▶ [Task to complete]: In full and word for word, return the listing that follows.

- - - - -

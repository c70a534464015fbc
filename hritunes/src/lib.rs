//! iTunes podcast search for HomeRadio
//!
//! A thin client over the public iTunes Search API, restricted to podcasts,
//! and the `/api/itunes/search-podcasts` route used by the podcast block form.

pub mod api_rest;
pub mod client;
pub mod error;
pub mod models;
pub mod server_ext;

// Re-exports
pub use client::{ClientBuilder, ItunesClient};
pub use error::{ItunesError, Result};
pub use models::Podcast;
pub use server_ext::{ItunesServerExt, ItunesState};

- - - - -

▶ [Response to the task]:
repository c70a534464015fbc
filename hritunes/src/lib.rs
//! iTunes podcast search for HomeRadio
//!
//! A thin client over the public iTunes Search API, restricted to podcasts,
//! and the `/api/itunes/search-podcasts` route used by the podcast block form.

pub mod api_rest;
pub mod client;
pub mod error;
pub mod models;
pub mod server_ext;

// Re-exports
pub use client::{ClientBuilder, ItunesClient};
pub use error::{ItunesError, Result};
pub use models::Podcast;
pub use server_ext::{ItunesServerExt, ItunesState};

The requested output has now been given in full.